One might dismiss France’s challenge if one did not know that France has the largest non-American military force of any NATO ally but Turkey, even though France’s troops are still less than one-fourth the size of U.S. forces. Nevertheless, France is richer and stronger than America’s closest ally, Great Britain. France enjoys another advantage in challenging America’s global influence. Most French people not only want their government to play a lead role in foreign affairs but, unlike Americans, they both expect and accept that French troops will assume risks as needed. Since the Cold War, French troops have been deployed amidst ongoing crises in places from Rwanda to Kosovo with broad French public support.

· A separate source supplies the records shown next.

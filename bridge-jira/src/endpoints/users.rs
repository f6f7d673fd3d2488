use reqwest::Method;

use crate::client::JiraClient;
use crate::consts::MYSELF_PATH;
use crate::error::JiraError;
use crate::models::JiraUser;

impl JiraClient {
  /// Get the account the credentials belong to
  pub async fn get_current_user(&self) -> Result<JiraUser, JiraError> {
    let value = self.call(Method::GET, MYSELF_PATH, &[], None).await?;
    Ok(serde_json::from_value(value)?)
  }
}

#[cfg(test)]
mod tests {
  use bridge_test_utils::{TEST_API_TOKEN, TEST_EMAIL};
  use wiremock::matchers::{basic_auth, method, path};
  use wiremock::{Mock, MockServer, ResponseTemplate};

  use crate::client::JiraClient;
  use crate::error::JiraError;
  use crate::models::JiraAuth;

  fn test_client(base_url: &str) -> JiraClient {
    let auth = JiraAuth {
      email: TEST_EMAIL.to_string(),
      api_token: TEST_API_TOKEN.to_string(),
    };
    JiraClient::new(base_url, auth)
  }

  #[tokio::test]
  async fn test_get_current_user() -> anyhow::Result<()> {
    let mock_server = MockServer::start().await;
    let client = test_client(&mock_server.uri());

    Mock::given(method("GET"))
      .and(path("/rest/api/3/myself"))
      .and(basic_auth(TEST_EMAIL, TEST_API_TOKEN))
      .respond_with(ResponseTemplate::new(200).set_body_json(serde_json::json!({
          "accountId": "5b10a2844c20165700ede21g",
          "displayName": "Test User",
          "emailAddress": "test@example.com"
      })))
      .mount(&mock_server)
      .await;

    let user = client.get_current_user().await?;
    assert_eq!(user.account_id, "5b10a2844c20165700ede21g");
    assert_eq!(user.display_name.as_deref(), Some("Test User"));

    Ok(())
  }

  #[tokio::test]
  async fn test_get_current_user_unauthorized() {
    let mock_server = MockServer::start().await;
    let client = test_client(&mock_server.uri());

    Mock::given(method("GET"))
      .and(path("/rest/api/3/myself"))
      .respond_with(ResponseTemplate::new(401).set_body_string("Client must be authenticated"))
      .mount(&mock_server)
      .await;

    let error = client.get_current_user().await.unwrap_err();
    assert!(matches!(error, JiraError::Status { status: 401, .. }));
    assert!(error.to_string().contains("Client must be authenticated"));
  }
}
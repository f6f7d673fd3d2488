use serde::{Deserialize, Serialize};

/// Request body of `/v1/chat/completions`
#[derive(Debug, Serialize)]
pub struct ChatCompletionRequest {
  pub model: String,
  pub messages: Vec<ChatMessage>,
  pub max_tokens: u32,
  pub temperature: f32,
}

#[derive(Debug, Clone, Serialize, Deserialize)]
pub struct ChatMessage {
  pub role: String,
  /// Absent on some refusal and tool-call responses
  #[serde(default)]
  pub content: Option<String>,
}

impl ChatMessage {
  pub fn user(content: &str) -> Self {
    Self {
      role: "user".to_string(),
      content: Some(content.to_string()),
    }
  }
}

/// Response body of `/v1/chat/completions`
#[derive(Debug, Deserialize)]
pub struct ChatCompletionResponse {
  #[serde(default)]
  pub choices: Vec<ChatChoice>,
}

#[derive(Debug, Deserialize)]
pub struct ChatChoice {
  pub message: ChatMessage,
}

impl ChatCompletionResponse {
  /// Trimmed text of the first choice, if it has any
  pub fn first_text(&self) -> Option<String> {
    self
      .choices
      .first()
      .and_then(|choice| choice.message.content.as_deref())
      .map(str::trim)
      .filter(|text| !text.is_empty())
      .map(str::to_string)
  }
}
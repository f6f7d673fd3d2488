//! Constants for the bridge-jira client.

/// User-Agent header value for the Jira API client
pub const USER_AGENT: &str = concat!("jira-bridge/", env!("CARGO_PKG_NAME"), "/", env!("CARGO_PKG_VERSION"));

/// Every Jira call asks for JSON in US English so error bodies are stable.
pub const ACCEPT_JSON: &str = "application/json";
pub const ACCEPT_LANGUAGE_EN_US: &str = "en-US";

pub const SEARCH_PATH: &str = "/rest/api/3/search";
pub const ISSUE_PATH: &str = "/rest/api/3/issue";
pub const PROJECT_SEARCH_PATH: &str = "/rest/api/3/project/search";
pub const MYSELF_PATH: &str = "/rest/api/3/myself";
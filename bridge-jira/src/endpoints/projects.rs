use bridge_core::ProjectSummary;
use reqwest::Method;

use crate::client::JiraClient;
use crate::consts::PROJECT_SEARCH_PATH;
use crate::error::JiraError;
use crate::models::ProjectSearchResponse;

impl JiraClient {
  /// List the projects visible to the authenticated account
  pub async fn list_projects(&self) -> Result<Vec<ProjectSummary>, JiraError> {
    let value = self.call(Method::GET, PROJECT_SEARCH_PATH, &[], None).await?;
    let response: ProjectSearchResponse = serde_json::from_value(value)?;
    Ok(
      response
        .into_projects()
        .into_iter()
        .map(ProjectSummary::from)
        .collect(),
    )
  }
}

French people also seem to understand better than Americans do the limits of military power. During the Cold War, France withdrew from Vietnam before the United States decided to back the same army that France had already abandoned. Unlike Americans, French people know well the lesson that even seemingly invincible empires later fall, from the examples of King Louis XIV and Napoleon Bonaparte. Even France’s currently governing Fifth Republic was founded upon realism. The first president, Charles de Gaulle, sought to rival America’s global power at the same time that he began to withdraw French troops from a civil war in French colonial Algeria over independence.

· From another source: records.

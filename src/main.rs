//! jira-bridge: MCP server exposing Jira issue search, creation and assignment.

use anyhow::Result;
use bridge_core::BridgeConfig;
use bridge_mcp::{JiraBridgeServer, ServerContext};
use clap::{ArgAction, Parser};
use rmcp::ServiceExt;
use tracing::{info, warn};
use tracing_subscriber::EnvFilter;

#[derive(Parser)]
#[command(version, about = "MCP server for searching, creating and assigning Jira issues")]
struct Cli {
  /// Sets the level of verbosity (can be used multiple times)
  #[arg(
    short = 'v',
    long = "verbose",
    action = ArgAction::Count,
    long_help = "Sets the level of verbosity for tracing and logging output.\n\n\
             -v: Show info level messages\n\
             -vv: Show debug level messages\n\
             -vvv: Show trace level messages"
  )]
  verbose: u8,
}

#[tokio::main]
async fn main() -> Result<()> {
  let cli = Cli::parse();

  // stdout carries the JSON-RPC stream, so logs go to stderr.
  let level = match cli.verbose {
    0 => tracing::Level::WARN,
    1 => tracing::Level::INFO,
    2 => tracing::Level::DEBUG,
    _ => tracing::Level::TRACE,
  };

  tracing_subscriber::fmt()
    .with_writer(std::io::stderr)
    .with_env_filter(EnvFilter::from_default_env().add_directive(level.into()))
    .init();

  let config = BridgeConfig::from_env();
  if let Err(e) = &config.jira {
    warn!("{e} Every tool will report this until the server is restarted.");
  }
  if config.language_model.is_none() {
    info!("OPENAI_API_KEY not set, query-issues will use keyword matching only");
  }

  let server = JiraBridgeServer::new(ServerContext::new(config));

  let service = server.serve(rmcp::transport::io::stdio()).await?;
  service.waiting().await?;

  Ok(())
}
//! # Issue Key Validation
//!
//! Issue keys end up in URL paths, so only the two shapes Jira accepts are
//! let through: a project key followed by a number (`PROJ-123`) or a bare
//! numeric issue id (`10042`).

use std::sync::LazyLock;

use regex::Regex;

static ISSUE_KEY_PATTERN: LazyLock<Regex> = LazyLock::new(|| {
  Regex::new(r"^(?:[A-Za-z][A-Za-z0-9_]*-\d+|\d+)$").expect("Failed to compile issue key regex")
});

/// Whether `value` is a Jira issue key or numeric issue id.
pub fn is_issue_key(value: &str) -> bool {
  ISSUE_KEY_PATTERN.is_match(value)
}

#[cfg(test)]
mod tests {
  use super::*;

  #[test]
  fn test_accepts_keys_and_ids() {
    for key in ["PROJ-123", "ME-1", "proj-9", "A1_B-42", "10042"] {
      assert!(is_issue_key(key), "{key}");
    }
  }

  #[test]
  fn test_rejects_path_and_query_delimiters() {
    for key in [
      "PROJ-1?x",
      "PROJ-1#frag",
      "PROJ-1/../../myself",
      "PROJ-1/assignee",
      "PROJ 1",
      "PROJ-",
      "-1",
      "1PROJ-2",
      "",
    ] {
      assert!(!is_issue_key(key), "{key}");
    }
  }
}
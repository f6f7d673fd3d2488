//! Parameter structs for Jira tools.

use schemars::JsonSchema;
use serde::Deserialize;

#[derive(Debug, Default, Deserialize, JsonSchema)]
pub struct FetchIssuesParams {
  /// JQL query (e.g. "project = PROJ AND status = 'To Do'"). Defaults to the caller's assigned issues.
  #[serde(default)]
  pub jql: Option<String>,
}

#[derive(Debug, Deserialize, JsonSchema)]
pub struct QueryIssuesParams {
  /// Question about issues in plain English (e.g. "What issues do I have assigned?").
  pub query: String,
}

#[derive(Debug, Deserialize, JsonSchema)]
#[serde(rename_all = "camelCase")]
pub struct CreateIssueParams {
  /// Jira project key (e.g. "PROJ").
  pub project_key: String,
  /// One-line issue summary.
  pub summary: String,
  /// Optional plain-text description.
  #[serde(default)]
  pub description: Option<String>,
  /// Issue type name (e.g. "Bug"). Defaults to "Task".
  #[serde(default)]
  pub issue_type: Option<String>,
}

#[derive(Debug, Deserialize, JsonSchema)]
#[serde(rename_all = "camelCase")]
pub struct AssignToMeParams {
  /// Jira issue key (e.g. "PROJ-123").
  pub issue_key: String,
}

#[cfg(test)]
mod tests {
  use serde_json::json;

  use super::*;

  #[test]
  fn test_create_issue_params_use_camel_case() {
    let params: CreateIssueParams = serde_json::from_value(json!({
        "projectKey": "PROJ",
        "summary": "Fix login",
        "issueType": "Bug"
    }))
    .unwrap();

    assert_eq!(params.project_key, "PROJ");
    assert_eq!(params.issue_type.as_deref(), Some("Bug"));
    assert_eq!(params.description, None);
  }

  #[test]
  fn test_create_issue_params_require_project_and_summary() {
    assert!(serde_json::from_value::<CreateIssueParams>(json!({ "summary": "x" })).is_err());
    assert!(serde_json::from_value::<CreateIssueParams>(json!({ "projectKey": "PROJ" })).is_err());
  }

  #[test]
  fn test_fetch_issues_params_allow_empty_object() {
    let params: FetchIssuesParams = serde_json::from_value(json!({})).unwrap();
    assert_eq!(params.jql, None);
  }

  #[test]
  fn test_assign_params_use_camel_case() {
    let params: AssignToMeParams = serde_json::from_value(json!({ "issueKey": "PROJ-9" })).unwrap();
    assert_eq!(params.issue_key, "PROJ-9");
  }
}
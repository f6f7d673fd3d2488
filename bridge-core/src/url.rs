//! Base URL normalization for the Jira site.
//!
//! Users paste site URLs in every shape imaginable (`acme.atlassian.net`,
//! `https://acme.atlassian.net/`, `HTTPS://acme.atlassian.net`). Endpoint
//! paths are appended verbatim, so the base must be canonical.

use url::{Position, Url};

use crate::config::ConfigError;

/// Render a parsed URL without a trailing slash.
fn strip_trailing_slash(url: &Url) -> String {
  let mut result = String::new();
  result.push_str(&url[..Position::BeforePath]);
  result.push_str(url.path().trim_end_matches('/'));
  result
}

/// Normalize a Jira base URL.
///
/// A missing scheme defaults to `https://`. Only `http` and `https` are
/// accepted. Query strings and fragments are dropped.
pub fn normalize_base_url(input: &str) -> Result<String, ConfigError> {
  let trimmed = input.trim();
  let invalid = || ConfigError::InvalidBaseUrl {
    value: trimmed.to_string(),
  };

  if trimmed.is_empty() {
    return Err(invalid());
  }

  let candidate = if trimmed.contains("://") {
    trimmed.to_string()
  } else {
    format!("https://{trimmed}")
  };

  let url = Url::parse(&candidate).map_err(|_| invalid())?;
  if !matches!(url.scheme(), "http" | "https") || url.host().is_none() {
    return Err(invalid());
  }

  Ok(strip_trailing_slash(&url))
}
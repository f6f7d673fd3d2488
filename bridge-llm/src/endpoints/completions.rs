use bridge_core::response_body;
use reqwest::header::USER_AGENT;
use tracing::{debug, instrument};

use crate::client::LanguageModelClient;
use crate::consts::{CHAT_COMPLETIONS_PATH, JQL_INSTRUCTION, MAX_TOKENS, TEMPERATURE, USER_AGENT as USER_AGENT_VALUE};
use crate::error::LanguageModelError;
use crate::models::{ChatCompletionRequest, ChatCompletionResponse, ChatMessage};

/// Build the single user message sent for a translation
pub fn jql_prompt(question: &str) -> String {
  format!("{JQL_INSTRUCTION}\n\nRequest: {question}")
}

impl LanguageModelClient {
  /// Send one user message and return the first choice's trimmed text.
  ///
  /// `Ok(None)` means the service answered but produced no usable text.
  #[instrument(skip(self, prompt), level = "debug")]
  pub async fn complete(&self, prompt: &str) -> Result<Option<String>, LanguageModelError> {
    let url = format!("{}{}", self.base_url, CHAT_COMPLETIONS_PATH);
    let request = ChatCompletionRequest {
      model: self.model.clone(),
      messages: vec![ChatMessage::user(prompt)],
      max_tokens: MAX_TOKENS,
      temperature: TEMPERATURE,
    };

    let response = self
      .client
      .post(&url)
      .bearer_auth(&self.api_key)
      .header(USER_AGENT, USER_AGENT_VALUE)
      .json(&request)
      .send()
      .await?;

    let status = response.status();
    if !status.is_success() {
      return Err(LanguageModelError::Status {
        status: status.as_u16(),
        body: response_body(response.text().await),
      });
    }

    let completion = response.json::<ChatCompletionResponse>().await?;
    Ok(completion.first_text())
  }

  /// Translate a natural-language question into JQL
  pub async fn translate_to_jql(&self, question: &str) -> Result<Option<String>, LanguageModelError> {
    let jql = self.complete(&jql_prompt(question)).await?;
    debug!(model = %self.model, ?jql, "Language model translation");
    Ok(jql)
  }
}
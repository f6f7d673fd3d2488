//! Errors returned by the chat-completions client.

use thiserror::Error;

#[derive(Debug, Error)]
pub enum LanguageModelError {
  #[error("HTTP {status}: {body}")]
  Status { status: u16, body: String },
  #[error("Request to language model failed: {0}")]
  Transport(#[from] reqwest::Error),
}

Another trait that France shares with the United States is the notion that its foreign policy, besides following its own realpolitik over trade and investments, also rests upon moralist ideals. After all, the 18th-century notion that men (and now also women and minorities) enjoy inalienable rights is the moral bedrock of both republics. But while America’s crusades have revolved around exporting economic and political models, France’s campaigns have leaned more toward evangelizing culture and language.

Both Western powers also have placed much weight on upholding their own military credibility to defend their respective allies from perceived external threats, sharing the logic that if one ally were to fall others might follow. This thinking, however, has sometimes led the United States and France to separately squander their credibility along with their principles. While America, during the Cold War, backed South Vietnam against North Vietnamese-backed forces, France, one year after the Berlin Wall fell, began to back Rwanda against another kind of foreign-backed aggression.

Fear of falling dominos has led America and France to each respectively back many regimes, including the aforementioned ones, even as they committed obvious war crimes. President Clinton finally took a step toward acknowledging America’s bloody record a year ago when he apologized in Guatemala City for United States’ complicity in what a U.N. Truth Commission the month before called “acts of genocide.”

France’s role in Rwanda’s 1994 genocide stands as the Fifth Republic’s bloodiest foreign campaign, which is all the more ironic being that it failed. The policy was a bipartisan effort led by a Socialist, President Francois Mitterrand. Of no strategic importance and without any valuable resources, Rwanda was not a priority for France until 1990, when a newly formed guerrilla front invaded from Uganda with Ugandan arms as large as Katyusha multiple-rocket launchers. To Rwanda’s ruling Hutu majority, the invading rebels were members of Rwanda’s minority ethnic group, Tutsis. But to France, the rebels were Anglophones backed by Uganda seeking to overthrow an allied Francophone nation.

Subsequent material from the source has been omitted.